Data analytics company Palantir Technologies has released its prospectus to debut on public markets. The company aims to trade on the New York Stock Exchange under the symbol PLTR. Rather than sell shares through an initial public offering, the company intends to debut with a direct listing, the same unconventional route taken by Slack in 2019 and Spotify in 2018.
Given its long history and its size — last September Reuters said the company was targeting a valuation of $26 billion or more — Palantir had been in a position to go public for years, and investors have long waited to buy shares, as they did for Pinterest, Snap and Uber. Home-renting company Airbnb could be next.
Palantir lost $588 million, or $580 million on a pro-forma basis, in 2019, according to the filing. Revenue grew almost 25% from the year earlier while the loss stayed about the same. In the first half of 2020, it lost $165 million, or $175 million on a pro-forma basis.
Named after a magical orb in “The Lord of the Rings” that lets you see across vast distances, Palantir was co-founded in 2003 by Peter Thiel. Thiel became wealthy as a founder of PayPal and an early investor in Facebook, and was a vocal supporter of President Trump’s 2016 election campaign — a rarity among tech luminaries.
Palantir has two classes of stock, Class A and Class B, and while each share of Class A stock receives the rights to one vote, each Class B share gets 10 votes. This structure is similar to Facebook. Thiel is the largest holder of Class B shares, owning about 30% of them. Palantir plans to introduce Class F shares as well, and those will have a variable number of votes. The Class F shares are meant to give founders Thiel, Stephen Cohen and CEO Alex Karp just below 50% of total voting power for the stock, essentially giving the founders control over major decisions. This echoes steps taken by other tech giants through the years, including Snap, which sold non-voting shares to investors, as well as Facebook and Google (now called Alphabet), which have introduced multiple classes of shares to maintain founder control.

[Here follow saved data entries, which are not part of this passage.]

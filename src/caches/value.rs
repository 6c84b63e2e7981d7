// Copyright (c) 2025-2026 Adrian Robinson. Licensed under the AGPL-3.0.
// See LICENSE file in the project root for full license text.

//! Single-value cache.
//!
//! One store key holds one serialized value. The in-memory state is `None`
//! until something is loaded, and again after a clear.
//!
//! # Example
//!
//! ```rust,no_run
//! # async fn example() -> replica_cache::Result<()> {
//! use replica_cache::caches::ValueCache;
//! use replica_cache::config::{RedisConfig, ValueCacheOptions};
//! use replica_cache::connection::Connections;
//!
//! let connections = Connections::redis(RedisConfig::default())?;
//! let limits: ValueCache<u32> =
//!     ValueCache::new(&connections, ValueCacheOptions::new("rate-limit", "rate-limit:events")).await?;
//!
//! limits.set(&500).await?;
//! # Ok(())
//! # }
//! ```

use crate::codec::{JsonCodec, ValueArgs, ValueCodec};
use crate::config::ValueCacheOptions;
use crate::connection::Connections;
use crate::envelope::OpTag;
use crate::error::{ReplicaError, Result};
use crate::replica::{ListenerId, Operation, Replica, ReplicaVariant, VariantOperation};
use crate::store::{single_reply, Command, Reply};
use serde::de::DeserializeOwned;
use serde::Serialize;
use serde_json::Value;
use std::marker::PhantomData;
use tokio::sync::watch;

/// Reducer for a single stored value.
pub struct ValueReducer<T, C> {
    key: String,
    codec: C,
    _value: PhantomData<fn() -> T>,
}

impl<T, C> ValueReducer<T, C> {
    pub fn new(key: impl Into<String>, codec: C) -> Self {
        Self {
            key: key.into(),
            codec,
            _value: PhantomData,
        }
    }

    pub fn key(&self) -> &str {
        &self.key
    }

    pub fn codec(&self) -> &C {
        &self.codec
    }
}

impl<T, C> ReplicaVariant for ValueReducer<T, C>
where
    T: Clone + Send + Sync + 'static,
    C: ValueCodec<T>,
{
    type State = Option<T>;
    type Load = Option<String>;
    /// Serialized value.
    type Set = String;
    type Delete = ();

    fn kind(&self) -> &'static str {
        "value"
    }

    fn initial_state(&self) -> Option<T> {
        None
    }

    fn supports(&self, tag: OpTag) -> bool {
        tag != OpTag::Delete
    }

    fn load_commands(&self) -> Vec<Command> {
        vec![Command::Get {
            key: self.key.clone(),
        }]
    }

    fn clear_commands(&self) -> Vec<Command> {
        vec![Command::Del {
            key: self.key.clone(),
        }]
    }

    fn parse_load(&self, replies: Vec<Reply>) -> Result<Option<String>> {
        single_reply(replies, "GET")?.into_value()
    }

    fn reduce(&self, state: &Option<T>, operation: VariantOperation<Self>) -> Result<Option<T>> {
        match operation {
            Operation::Load(raw) => raw.map(|raw| self.codec.revive(&raw)).transpose(),
            Operation::Set(raw) => self.codec.revive(&raw).map(Some),
            Operation::Clear => Ok(None),
            Operation::Delete(()) => Ok(state.clone()),
        }
    }
}

/// A replicated single value of type `T`.
pub struct ValueCache<T, C = JsonCodec>
where
    T: Clone + Send + Sync + 'static,
    C: ValueCodec<T>,
{
    replica: Replica<ValueReducer<T, C>>,
}

impl<T> ValueCache<T, JsonCodec>
where
    T: Serialize + DeserializeOwned + Clone + Send + Sync + 'static,
{
    /// Create a JSON-encoded value cache.
    pub async fn new(connections: &Connections, options: ValueCacheOptions) -> Result<Self> {
        Self::with_codec(connections, options, JsonCodec).await
    }
}

impl<T, C> ValueCache<T, C>
where
    T: Clone + Send + Sync + 'static,
    C: ValueCodec<T>,
{
    /// Create a value cache with a custom codec.
    ///
    /// Subscribes before returning and, if `options.load` is set, reads the
    /// current value from the store.
    pub async fn with_codec(connections: &Connections, options: ValueCacheOptions, codec: C) -> Result<Self> {
        options.cache.validate()?;
        let reload_timeout = options.cache.reload_timeout_duration();
        let variant = ValueReducer::new(options.cache.key, codec);
        let replica = Replica::new(connections, options.cache.topic, variant, reload_timeout).await?;

        if options.load {
            replica.load().await?;
        }
        Ok(Self { replica })
    }

    pub fn key(&self) -> &str {
        self.replica.variant().key()
    }

    pub fn topic(&self) -> &str {
        self.replica.topic()
    }

    /// Current value, `None` if absent or not loaded.
    pub fn get(&self) -> Option<T> {
        self.replica.get()
    }

    pub fn state_receiver(&self) -> watch::Receiver<Option<T>> {
        self.replica.state_receiver()
    }

    pub fn subscribe(&self, listener: impl Fn(&Option<T>) + Send + Sync + 'static) -> ListenerId {
        self.replica.subscribe(listener)
    }

    pub fn unsubscribe(&self, id: ListenerId) -> bool {
        self.replica.unsubscribe(id)
    }

    pub fn on_error(&self, listener: impl Fn(&ReplicaError) + Send + Sync + 'static) -> ListenerId {
        self.replica.on_error(listener)
    }

    /// Re-read the value from the store (local only).
    pub async fn load(&self) -> Result<()> {
        self.replica.load().await
    }

    /// Replace the stored value and wait until this cache has reloaded it.
    pub async fn initialize(&self, value: &T) -> Result<()> {
        let args = self.compose(value)?;
        self.replica
            .initialize(vec![Command::Set {
                key: self.key().to_string(),
                args: args.into_args(),
            }])
            .await
    }

    /// Delete the stored value; with `broadcast`, every replica resets to `None`.
    pub async fn clear(&self, broadcast: bool) -> Result<()> {
        self.replica.clear(broadcast).await
    }

    /// Store `value` and announce it. Visible locally once the announcement
    /// comes back.
    pub async fn set(&self, value: &T) -> Result<()> {
        let args = self.compose(value)?;
        let payload = Value::String(args.value().to_string());
        let write = Command::Set {
            key: self.key().to_string(),
            args: args.into_args(),
        };
        self.replica.publish(OpTag::Set, Some(payload), vec![write]).await
    }

    /// Leave the topic.
    pub async fn shutdown(&self) -> Result<()> {
        self.replica.shutdown().await
    }

    fn compose(&self, value: &T) -> Result<ValueArgs> {
        ValueArgs::from_composed(self.replica.variant().codec().compose(value)?)
    }
}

Karp sought to distance Palantir from the Silicon Valley technology universe in a letter included in the filing, saying that the company’s projects are meant to keep people safe, rather than sell advertising.
With Palantir’s software, clients can clean up a wide variety of data and then display it in various styles to enable many people to explore and take action on it. Recent enhancements enable users to create text documents, analyze data in spreadsheets and view information on maps. The software can run on Amazon or Microsoft’s cloud infrastructure or in customers’ on-premises data centers, and Palantir also offers professional services to help customers use its tools.
Palantir has two segments: government, specifically U.S. and non-U.S. government agencies, and commercial customers. But Palantir won’t do business with just anyone. “We generally do not enter into business with customers or governments whose positions or actions we consider inconsistent with our mission to support Western liberal democracy and its strategic allies,” the company said in Tuesday’s filing. For example, Palantir said it does not work with the Chinese Communist Party and does not host its service in China.
About 54% of Palantir’s revenue came from the government segment in the first half of 2020, and at about $257 million, it grew 76% year over year, while commercial revenue was up 27% despite being smaller than Palantir’s government business.
In the first half of the year Palantir had 125 customers, with $1.2 billion in remaining deal value from U.S. and allied government customers on June 30, according to the filing. One government customer represented 11% of total revenue in the first half, and a commercial customer represented 10% of revenue, Palantir said. Palantir’s customers include the U.S. Army, Navy, Air Force, Agriculture Department and Securities and Exchange Commission.
Palantir declined to name the companies that it sees as rivals. Instead it said that “large enterprise software companies, government contractors and system integrators” represent competition.
Last week, the company disclosed it is moving its headquarters to Denver from Palo Alto, Calif. CNBC included Palantir seven times on its annual Disruptor 50 list, and investors have included Thiel’s Founders Fund, Fujitsu, RRE Ventures and In-Q-Tel, the U.S. intelligence community’s not-for-profit investment group.
Palantir follows a flurry of filings for initial public offerings and direct listings from technology companies. On Monday Amwell, Asana, JFrog, Snowflake, Sumo Logic and Unity Software all filed to go public.